■ EXERCISE DETAILS ■
If a line of the entries below includes the word "reference", it counts; state the total and nothing further.

(Stored data entries)
────────────────
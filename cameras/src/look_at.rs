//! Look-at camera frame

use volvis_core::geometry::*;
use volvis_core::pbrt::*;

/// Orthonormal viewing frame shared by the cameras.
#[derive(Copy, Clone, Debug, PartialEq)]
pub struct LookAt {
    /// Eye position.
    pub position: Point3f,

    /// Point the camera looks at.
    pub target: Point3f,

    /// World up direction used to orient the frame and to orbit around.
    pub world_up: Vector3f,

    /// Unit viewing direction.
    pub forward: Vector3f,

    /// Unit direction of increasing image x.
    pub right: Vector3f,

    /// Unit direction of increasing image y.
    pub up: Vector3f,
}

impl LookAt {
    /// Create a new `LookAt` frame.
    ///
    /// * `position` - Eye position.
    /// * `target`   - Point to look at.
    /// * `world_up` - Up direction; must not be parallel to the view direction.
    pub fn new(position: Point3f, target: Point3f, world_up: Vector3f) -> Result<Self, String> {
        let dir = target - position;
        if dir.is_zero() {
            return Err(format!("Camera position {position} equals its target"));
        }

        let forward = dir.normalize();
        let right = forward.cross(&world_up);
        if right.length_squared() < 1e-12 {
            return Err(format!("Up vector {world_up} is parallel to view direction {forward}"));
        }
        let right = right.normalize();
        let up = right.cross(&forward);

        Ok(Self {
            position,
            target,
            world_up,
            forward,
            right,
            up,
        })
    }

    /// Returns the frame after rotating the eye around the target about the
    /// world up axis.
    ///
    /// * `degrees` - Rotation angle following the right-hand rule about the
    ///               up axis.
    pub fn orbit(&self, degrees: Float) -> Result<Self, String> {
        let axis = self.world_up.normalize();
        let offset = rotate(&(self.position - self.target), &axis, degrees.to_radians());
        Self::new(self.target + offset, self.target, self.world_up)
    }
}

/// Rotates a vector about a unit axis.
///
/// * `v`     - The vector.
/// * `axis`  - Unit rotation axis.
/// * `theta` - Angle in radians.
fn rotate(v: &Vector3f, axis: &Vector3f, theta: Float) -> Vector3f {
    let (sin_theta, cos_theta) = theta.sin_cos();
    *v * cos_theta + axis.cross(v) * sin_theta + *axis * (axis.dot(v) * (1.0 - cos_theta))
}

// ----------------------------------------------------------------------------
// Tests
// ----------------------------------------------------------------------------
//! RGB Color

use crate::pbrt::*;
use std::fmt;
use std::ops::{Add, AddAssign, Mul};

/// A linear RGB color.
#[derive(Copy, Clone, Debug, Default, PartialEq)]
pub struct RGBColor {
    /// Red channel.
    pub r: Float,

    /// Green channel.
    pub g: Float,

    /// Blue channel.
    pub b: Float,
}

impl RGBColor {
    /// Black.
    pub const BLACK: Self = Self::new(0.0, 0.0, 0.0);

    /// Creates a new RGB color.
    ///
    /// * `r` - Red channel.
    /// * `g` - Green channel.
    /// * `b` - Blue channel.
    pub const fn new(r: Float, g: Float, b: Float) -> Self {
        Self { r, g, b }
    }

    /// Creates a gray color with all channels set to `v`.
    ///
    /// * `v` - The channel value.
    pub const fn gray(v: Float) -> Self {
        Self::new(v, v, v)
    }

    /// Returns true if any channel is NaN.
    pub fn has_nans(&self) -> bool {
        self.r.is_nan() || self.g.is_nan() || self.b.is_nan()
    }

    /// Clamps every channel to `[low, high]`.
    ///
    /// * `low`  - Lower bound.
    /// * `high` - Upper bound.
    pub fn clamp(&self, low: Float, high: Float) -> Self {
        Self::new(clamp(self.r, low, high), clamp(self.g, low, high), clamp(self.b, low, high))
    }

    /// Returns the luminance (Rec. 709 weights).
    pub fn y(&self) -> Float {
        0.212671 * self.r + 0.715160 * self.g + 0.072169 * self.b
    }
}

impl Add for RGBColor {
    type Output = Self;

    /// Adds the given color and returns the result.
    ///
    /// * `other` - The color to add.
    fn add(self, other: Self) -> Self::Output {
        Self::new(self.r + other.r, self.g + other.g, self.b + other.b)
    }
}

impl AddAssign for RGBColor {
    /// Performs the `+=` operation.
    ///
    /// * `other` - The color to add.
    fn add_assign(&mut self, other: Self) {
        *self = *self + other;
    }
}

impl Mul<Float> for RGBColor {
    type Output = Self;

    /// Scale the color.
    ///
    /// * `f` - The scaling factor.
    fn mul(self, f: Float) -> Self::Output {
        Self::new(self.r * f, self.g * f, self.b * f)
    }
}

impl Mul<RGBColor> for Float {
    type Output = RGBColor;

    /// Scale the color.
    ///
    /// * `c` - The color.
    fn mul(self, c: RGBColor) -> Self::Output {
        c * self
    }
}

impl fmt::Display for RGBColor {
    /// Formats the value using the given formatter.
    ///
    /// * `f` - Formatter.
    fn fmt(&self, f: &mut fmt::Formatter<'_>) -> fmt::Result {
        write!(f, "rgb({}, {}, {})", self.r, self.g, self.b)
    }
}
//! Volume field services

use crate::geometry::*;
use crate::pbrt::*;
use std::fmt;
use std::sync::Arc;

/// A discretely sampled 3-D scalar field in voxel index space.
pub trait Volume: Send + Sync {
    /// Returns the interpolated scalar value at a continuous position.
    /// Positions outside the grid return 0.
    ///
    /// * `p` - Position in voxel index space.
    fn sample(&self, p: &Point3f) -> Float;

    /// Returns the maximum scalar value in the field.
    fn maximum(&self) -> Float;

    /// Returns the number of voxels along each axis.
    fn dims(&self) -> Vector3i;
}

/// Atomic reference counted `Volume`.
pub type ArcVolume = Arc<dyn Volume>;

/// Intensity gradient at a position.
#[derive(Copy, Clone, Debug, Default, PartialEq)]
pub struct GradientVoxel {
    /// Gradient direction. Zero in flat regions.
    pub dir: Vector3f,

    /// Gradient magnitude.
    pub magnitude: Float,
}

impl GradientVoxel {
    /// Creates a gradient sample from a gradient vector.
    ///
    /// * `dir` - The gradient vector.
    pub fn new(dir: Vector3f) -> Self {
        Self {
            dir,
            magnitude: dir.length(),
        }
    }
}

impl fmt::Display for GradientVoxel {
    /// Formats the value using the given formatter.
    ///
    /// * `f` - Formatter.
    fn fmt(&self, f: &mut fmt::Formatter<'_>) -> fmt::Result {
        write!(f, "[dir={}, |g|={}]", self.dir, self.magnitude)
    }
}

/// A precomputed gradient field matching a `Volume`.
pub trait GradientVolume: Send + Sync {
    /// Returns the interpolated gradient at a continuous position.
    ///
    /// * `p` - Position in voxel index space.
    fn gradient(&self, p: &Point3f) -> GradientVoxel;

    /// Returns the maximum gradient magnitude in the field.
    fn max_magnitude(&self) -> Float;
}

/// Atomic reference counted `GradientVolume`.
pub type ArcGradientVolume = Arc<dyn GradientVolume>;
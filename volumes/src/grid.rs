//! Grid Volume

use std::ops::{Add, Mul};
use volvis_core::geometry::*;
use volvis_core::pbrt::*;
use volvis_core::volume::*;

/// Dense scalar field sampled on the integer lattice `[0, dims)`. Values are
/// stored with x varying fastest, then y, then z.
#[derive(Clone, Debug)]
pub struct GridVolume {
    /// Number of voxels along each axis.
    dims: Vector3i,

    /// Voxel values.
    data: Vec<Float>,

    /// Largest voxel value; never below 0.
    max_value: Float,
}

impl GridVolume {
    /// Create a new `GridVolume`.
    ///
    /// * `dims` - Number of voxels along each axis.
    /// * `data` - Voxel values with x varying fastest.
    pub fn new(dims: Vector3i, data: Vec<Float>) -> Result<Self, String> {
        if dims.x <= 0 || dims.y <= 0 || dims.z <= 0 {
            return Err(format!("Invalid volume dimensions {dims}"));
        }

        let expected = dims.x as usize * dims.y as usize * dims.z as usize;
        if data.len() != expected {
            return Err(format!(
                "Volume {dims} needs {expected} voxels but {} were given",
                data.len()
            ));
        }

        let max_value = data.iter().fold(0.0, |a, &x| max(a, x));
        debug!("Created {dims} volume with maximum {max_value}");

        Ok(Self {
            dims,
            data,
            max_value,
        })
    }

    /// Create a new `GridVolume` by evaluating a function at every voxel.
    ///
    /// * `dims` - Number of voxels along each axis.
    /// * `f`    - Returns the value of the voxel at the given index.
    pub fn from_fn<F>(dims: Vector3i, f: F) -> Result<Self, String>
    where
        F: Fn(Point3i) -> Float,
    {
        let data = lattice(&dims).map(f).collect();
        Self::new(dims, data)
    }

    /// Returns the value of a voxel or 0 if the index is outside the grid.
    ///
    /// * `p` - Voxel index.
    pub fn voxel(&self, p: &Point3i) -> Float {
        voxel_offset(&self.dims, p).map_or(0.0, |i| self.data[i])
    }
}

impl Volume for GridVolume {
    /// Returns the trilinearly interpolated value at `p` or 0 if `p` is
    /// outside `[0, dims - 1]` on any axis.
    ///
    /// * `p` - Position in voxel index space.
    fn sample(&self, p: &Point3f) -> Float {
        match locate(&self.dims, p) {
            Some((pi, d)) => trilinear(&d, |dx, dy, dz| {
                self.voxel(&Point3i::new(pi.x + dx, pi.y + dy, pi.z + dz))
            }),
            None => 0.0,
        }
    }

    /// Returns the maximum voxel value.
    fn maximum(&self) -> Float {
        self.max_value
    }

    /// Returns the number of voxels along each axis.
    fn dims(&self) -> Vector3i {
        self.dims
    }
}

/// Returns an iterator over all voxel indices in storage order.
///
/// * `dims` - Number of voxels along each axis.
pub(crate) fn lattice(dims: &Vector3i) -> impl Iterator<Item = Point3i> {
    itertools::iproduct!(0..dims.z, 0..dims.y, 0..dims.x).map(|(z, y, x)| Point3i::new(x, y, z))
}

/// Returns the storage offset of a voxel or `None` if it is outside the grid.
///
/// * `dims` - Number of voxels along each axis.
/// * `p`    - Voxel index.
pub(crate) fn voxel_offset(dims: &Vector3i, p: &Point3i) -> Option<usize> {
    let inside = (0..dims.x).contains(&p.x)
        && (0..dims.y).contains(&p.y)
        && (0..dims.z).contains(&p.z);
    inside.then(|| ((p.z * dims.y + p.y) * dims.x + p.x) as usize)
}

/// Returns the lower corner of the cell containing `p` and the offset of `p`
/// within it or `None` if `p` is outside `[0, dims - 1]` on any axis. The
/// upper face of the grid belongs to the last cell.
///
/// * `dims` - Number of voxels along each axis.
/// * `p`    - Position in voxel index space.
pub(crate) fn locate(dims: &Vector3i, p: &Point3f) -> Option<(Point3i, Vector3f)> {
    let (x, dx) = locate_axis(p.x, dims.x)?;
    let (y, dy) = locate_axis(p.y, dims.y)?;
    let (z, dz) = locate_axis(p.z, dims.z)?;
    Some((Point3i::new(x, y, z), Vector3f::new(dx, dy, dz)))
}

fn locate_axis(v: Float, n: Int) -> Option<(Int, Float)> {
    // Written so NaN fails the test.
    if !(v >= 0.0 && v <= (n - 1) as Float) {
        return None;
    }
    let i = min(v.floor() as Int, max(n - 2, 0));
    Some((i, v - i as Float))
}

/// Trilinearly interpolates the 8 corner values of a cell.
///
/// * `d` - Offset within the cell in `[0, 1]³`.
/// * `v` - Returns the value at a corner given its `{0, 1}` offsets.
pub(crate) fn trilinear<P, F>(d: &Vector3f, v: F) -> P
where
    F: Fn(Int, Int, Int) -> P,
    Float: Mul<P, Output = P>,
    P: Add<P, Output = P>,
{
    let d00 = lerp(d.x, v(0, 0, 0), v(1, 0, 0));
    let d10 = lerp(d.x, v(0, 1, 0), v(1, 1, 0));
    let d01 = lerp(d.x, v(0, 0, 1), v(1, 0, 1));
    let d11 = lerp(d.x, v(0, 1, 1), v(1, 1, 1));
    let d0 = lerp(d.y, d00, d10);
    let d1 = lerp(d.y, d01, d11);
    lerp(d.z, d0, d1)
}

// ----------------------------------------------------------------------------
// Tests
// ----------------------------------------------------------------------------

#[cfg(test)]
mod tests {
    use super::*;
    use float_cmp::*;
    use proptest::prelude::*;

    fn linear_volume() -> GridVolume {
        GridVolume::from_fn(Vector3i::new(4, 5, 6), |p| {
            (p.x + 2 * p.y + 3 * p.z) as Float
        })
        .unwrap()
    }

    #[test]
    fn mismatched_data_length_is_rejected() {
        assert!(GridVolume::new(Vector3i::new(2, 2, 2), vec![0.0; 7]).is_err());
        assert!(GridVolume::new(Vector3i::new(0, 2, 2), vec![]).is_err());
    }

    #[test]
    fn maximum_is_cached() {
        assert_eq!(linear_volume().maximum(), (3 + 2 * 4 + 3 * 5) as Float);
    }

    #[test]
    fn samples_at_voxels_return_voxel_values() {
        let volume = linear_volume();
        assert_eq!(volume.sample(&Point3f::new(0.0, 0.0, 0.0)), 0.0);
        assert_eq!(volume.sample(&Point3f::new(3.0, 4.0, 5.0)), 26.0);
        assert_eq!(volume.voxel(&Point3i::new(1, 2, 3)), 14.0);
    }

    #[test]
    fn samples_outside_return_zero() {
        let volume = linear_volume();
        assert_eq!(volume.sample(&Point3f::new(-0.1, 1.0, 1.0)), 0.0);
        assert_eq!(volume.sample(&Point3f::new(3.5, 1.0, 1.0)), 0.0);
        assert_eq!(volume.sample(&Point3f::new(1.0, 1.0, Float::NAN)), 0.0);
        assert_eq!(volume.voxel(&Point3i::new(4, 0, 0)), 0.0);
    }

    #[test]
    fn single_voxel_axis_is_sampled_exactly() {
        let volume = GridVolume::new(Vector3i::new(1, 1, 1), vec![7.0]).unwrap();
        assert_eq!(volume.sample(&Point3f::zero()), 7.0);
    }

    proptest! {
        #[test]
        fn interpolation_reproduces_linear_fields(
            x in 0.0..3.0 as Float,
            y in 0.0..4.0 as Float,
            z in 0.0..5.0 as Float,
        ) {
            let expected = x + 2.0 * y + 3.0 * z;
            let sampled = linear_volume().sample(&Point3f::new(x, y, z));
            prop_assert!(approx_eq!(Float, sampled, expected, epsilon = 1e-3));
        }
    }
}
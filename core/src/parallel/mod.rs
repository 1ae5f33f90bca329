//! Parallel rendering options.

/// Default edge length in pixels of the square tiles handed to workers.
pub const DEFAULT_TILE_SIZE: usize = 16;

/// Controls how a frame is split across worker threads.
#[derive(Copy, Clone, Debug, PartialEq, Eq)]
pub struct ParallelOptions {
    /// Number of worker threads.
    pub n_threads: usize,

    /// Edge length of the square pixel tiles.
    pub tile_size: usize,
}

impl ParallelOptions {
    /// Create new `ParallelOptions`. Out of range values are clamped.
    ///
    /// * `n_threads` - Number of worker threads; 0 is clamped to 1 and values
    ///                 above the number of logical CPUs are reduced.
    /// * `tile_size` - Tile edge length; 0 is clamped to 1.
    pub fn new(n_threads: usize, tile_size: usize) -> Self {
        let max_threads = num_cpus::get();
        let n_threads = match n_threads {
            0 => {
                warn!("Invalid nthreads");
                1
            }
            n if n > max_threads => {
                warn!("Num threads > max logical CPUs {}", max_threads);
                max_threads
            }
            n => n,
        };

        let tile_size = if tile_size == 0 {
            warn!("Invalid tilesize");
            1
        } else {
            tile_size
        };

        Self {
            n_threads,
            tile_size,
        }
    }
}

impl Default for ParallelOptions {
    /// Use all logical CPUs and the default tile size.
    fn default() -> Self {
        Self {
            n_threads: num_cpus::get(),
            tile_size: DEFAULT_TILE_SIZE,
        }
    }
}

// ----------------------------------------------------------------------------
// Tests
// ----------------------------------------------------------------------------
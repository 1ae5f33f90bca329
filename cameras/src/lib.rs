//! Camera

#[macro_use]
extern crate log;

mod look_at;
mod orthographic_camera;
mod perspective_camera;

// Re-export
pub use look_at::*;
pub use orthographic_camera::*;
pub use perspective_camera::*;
────────────────
■ OUTPUT FOR THIS EXERCISE ■
2